Give only the number of lines in the records that include the string "terminated".

START PROVIDED DATA

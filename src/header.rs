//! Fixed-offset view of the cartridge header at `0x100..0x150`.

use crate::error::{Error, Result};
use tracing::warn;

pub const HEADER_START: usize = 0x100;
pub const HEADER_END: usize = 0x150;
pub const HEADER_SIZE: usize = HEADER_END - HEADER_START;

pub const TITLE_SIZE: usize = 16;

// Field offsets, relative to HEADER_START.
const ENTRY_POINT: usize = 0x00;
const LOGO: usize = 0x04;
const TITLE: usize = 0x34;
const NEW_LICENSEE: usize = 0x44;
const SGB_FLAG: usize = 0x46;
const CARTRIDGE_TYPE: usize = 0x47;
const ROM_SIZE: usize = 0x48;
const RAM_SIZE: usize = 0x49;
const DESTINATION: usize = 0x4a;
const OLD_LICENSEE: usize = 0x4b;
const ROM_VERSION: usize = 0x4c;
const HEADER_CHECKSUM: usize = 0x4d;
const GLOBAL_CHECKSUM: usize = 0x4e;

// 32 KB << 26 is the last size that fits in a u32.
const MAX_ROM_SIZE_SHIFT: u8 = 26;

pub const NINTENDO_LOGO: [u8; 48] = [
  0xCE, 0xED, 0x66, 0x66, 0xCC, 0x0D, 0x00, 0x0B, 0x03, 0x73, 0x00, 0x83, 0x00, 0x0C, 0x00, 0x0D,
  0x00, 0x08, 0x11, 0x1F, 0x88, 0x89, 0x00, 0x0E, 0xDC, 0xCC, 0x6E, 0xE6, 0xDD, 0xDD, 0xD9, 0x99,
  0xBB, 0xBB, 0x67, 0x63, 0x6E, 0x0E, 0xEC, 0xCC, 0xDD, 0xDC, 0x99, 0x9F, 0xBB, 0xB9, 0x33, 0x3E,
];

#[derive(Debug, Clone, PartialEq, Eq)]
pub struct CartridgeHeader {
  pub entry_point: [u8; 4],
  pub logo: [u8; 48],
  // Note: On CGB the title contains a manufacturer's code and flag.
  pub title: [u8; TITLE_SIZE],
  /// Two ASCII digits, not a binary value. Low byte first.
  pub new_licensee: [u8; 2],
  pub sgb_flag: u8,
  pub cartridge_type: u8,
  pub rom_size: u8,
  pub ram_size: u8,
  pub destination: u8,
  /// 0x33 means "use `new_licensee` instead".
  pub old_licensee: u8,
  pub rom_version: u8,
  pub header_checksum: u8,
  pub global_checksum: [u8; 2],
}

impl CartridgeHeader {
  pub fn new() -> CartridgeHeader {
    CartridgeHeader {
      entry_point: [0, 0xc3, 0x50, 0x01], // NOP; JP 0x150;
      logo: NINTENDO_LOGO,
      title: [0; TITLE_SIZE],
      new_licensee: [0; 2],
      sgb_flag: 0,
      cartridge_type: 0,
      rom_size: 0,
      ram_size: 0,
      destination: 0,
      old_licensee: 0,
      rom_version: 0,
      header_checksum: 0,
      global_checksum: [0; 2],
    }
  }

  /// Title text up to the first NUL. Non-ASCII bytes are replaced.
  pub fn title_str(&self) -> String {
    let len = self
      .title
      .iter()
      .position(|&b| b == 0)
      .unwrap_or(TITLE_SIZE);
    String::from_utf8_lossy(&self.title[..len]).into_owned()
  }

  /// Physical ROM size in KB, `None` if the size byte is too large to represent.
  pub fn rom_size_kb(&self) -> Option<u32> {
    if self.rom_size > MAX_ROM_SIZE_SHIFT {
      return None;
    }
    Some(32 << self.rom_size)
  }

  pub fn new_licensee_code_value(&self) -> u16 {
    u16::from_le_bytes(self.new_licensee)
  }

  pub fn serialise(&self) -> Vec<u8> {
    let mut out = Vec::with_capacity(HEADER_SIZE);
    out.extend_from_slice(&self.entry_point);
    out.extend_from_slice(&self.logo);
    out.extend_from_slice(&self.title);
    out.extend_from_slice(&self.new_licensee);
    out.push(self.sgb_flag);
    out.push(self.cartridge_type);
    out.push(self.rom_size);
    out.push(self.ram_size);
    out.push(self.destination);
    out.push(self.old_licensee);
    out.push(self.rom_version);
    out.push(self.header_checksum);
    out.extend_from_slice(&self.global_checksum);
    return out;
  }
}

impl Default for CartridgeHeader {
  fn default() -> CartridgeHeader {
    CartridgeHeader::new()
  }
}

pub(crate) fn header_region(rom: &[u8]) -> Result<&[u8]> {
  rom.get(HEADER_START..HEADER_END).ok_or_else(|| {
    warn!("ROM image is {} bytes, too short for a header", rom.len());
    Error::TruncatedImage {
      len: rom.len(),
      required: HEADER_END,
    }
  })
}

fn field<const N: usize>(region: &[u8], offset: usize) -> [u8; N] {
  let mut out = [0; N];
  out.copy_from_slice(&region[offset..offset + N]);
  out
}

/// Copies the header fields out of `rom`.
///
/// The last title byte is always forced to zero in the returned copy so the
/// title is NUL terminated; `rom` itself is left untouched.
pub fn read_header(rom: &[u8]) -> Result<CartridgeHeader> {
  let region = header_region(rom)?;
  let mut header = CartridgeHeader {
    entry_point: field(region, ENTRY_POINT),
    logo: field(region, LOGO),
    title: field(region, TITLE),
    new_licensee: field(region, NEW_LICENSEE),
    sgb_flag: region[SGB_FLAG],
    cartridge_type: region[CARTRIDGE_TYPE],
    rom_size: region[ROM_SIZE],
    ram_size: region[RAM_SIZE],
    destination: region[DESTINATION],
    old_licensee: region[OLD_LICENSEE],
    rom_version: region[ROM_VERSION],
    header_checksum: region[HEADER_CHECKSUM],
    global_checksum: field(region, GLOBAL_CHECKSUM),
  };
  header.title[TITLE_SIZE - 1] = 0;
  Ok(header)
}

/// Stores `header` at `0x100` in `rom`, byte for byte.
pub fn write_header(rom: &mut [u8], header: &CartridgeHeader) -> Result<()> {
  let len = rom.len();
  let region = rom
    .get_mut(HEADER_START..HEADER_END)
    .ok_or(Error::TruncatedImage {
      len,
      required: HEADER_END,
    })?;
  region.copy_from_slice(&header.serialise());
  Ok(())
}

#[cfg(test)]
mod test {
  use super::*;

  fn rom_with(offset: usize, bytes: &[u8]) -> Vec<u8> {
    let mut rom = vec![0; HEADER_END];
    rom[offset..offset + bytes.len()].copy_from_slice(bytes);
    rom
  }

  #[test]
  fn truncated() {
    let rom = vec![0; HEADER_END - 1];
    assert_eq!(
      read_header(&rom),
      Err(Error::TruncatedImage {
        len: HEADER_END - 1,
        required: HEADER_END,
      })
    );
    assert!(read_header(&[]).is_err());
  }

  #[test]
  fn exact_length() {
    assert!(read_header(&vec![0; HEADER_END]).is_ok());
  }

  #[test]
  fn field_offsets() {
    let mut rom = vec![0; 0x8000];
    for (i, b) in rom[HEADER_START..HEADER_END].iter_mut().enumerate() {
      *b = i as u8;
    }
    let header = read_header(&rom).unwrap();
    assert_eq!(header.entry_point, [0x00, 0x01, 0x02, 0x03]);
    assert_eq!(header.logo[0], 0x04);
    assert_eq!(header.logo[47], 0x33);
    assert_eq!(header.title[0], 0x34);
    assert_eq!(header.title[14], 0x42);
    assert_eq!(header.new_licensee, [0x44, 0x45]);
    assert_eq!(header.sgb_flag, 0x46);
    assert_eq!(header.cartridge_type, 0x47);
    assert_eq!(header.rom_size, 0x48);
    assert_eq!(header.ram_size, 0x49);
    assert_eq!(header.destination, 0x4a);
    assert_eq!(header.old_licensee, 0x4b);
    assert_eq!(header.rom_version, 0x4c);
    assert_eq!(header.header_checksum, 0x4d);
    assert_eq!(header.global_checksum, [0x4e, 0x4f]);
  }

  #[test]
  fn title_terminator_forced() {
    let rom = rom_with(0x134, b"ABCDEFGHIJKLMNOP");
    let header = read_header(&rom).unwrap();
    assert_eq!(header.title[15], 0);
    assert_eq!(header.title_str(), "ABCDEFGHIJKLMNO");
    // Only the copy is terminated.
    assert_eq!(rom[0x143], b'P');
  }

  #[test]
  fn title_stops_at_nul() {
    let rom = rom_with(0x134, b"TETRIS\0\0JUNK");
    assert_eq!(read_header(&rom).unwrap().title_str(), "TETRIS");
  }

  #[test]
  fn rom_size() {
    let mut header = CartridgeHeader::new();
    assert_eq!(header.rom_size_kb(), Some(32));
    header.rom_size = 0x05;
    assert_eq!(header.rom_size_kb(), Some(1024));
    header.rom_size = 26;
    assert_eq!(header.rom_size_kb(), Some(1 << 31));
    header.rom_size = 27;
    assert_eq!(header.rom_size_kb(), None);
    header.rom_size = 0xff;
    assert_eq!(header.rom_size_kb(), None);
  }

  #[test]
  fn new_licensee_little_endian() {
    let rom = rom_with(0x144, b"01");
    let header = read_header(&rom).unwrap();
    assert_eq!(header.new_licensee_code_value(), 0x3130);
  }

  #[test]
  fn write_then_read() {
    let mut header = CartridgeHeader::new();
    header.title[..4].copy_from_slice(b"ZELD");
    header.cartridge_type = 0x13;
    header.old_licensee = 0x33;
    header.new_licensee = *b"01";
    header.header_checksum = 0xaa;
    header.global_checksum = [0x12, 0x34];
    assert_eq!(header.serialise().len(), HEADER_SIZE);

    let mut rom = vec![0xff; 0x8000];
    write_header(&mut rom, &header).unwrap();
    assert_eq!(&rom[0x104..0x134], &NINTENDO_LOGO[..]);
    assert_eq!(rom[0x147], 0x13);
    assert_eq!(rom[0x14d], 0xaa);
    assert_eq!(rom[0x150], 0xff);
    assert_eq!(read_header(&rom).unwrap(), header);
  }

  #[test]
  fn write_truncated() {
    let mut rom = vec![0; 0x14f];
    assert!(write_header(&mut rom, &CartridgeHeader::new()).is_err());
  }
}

END PROVIDED DATA
START PROVIDED DATA

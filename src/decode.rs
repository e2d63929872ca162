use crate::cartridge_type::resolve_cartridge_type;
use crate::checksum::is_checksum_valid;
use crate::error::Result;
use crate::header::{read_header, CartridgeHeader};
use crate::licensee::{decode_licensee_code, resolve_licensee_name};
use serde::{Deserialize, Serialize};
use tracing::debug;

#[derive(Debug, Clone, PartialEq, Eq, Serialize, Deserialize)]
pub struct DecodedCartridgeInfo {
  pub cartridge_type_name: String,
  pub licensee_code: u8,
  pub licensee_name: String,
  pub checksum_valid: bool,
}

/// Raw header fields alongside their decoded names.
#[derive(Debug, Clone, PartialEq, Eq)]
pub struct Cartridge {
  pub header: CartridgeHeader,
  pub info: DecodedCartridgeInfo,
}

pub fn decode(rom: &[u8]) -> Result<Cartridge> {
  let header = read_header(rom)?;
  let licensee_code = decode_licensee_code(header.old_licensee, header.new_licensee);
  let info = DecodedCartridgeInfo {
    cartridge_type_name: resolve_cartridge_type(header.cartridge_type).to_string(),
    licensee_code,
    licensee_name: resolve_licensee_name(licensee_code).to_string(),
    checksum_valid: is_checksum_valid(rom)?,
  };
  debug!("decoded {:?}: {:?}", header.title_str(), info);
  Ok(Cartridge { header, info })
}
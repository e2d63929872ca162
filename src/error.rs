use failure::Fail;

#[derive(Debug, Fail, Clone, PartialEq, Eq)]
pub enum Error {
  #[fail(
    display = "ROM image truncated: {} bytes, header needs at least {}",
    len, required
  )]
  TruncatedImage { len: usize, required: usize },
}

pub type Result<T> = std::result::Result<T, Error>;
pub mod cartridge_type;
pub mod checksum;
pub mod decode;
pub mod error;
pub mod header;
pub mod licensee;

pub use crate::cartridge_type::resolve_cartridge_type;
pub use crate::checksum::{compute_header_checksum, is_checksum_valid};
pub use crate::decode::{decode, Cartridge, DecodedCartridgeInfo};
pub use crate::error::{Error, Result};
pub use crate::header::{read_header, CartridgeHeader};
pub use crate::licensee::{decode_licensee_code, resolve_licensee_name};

END PROVIDED DATA
START PROVIDED DATA

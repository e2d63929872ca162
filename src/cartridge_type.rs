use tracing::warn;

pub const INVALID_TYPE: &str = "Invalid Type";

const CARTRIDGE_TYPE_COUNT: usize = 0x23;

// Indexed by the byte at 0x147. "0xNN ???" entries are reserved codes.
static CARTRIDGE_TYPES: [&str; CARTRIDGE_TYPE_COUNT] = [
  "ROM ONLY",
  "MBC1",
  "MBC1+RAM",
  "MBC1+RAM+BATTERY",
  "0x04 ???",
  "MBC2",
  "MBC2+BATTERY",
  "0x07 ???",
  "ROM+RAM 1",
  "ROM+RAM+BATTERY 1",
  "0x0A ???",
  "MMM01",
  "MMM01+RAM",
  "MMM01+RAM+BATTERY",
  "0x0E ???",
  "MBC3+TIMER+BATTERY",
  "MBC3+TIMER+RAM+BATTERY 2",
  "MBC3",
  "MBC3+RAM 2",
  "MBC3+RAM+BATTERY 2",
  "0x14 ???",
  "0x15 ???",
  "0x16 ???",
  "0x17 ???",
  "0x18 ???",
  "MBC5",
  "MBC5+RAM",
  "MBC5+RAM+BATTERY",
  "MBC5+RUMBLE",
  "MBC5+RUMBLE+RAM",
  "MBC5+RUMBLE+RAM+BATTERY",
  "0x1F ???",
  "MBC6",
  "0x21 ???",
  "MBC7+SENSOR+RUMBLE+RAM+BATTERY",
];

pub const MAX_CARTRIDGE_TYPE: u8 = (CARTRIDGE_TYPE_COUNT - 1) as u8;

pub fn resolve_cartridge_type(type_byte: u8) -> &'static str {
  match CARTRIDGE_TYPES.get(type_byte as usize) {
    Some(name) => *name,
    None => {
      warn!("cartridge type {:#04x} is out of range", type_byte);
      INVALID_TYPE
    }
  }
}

END PROVIDED DATA

◆ **WRITTEN SOLUTION**
2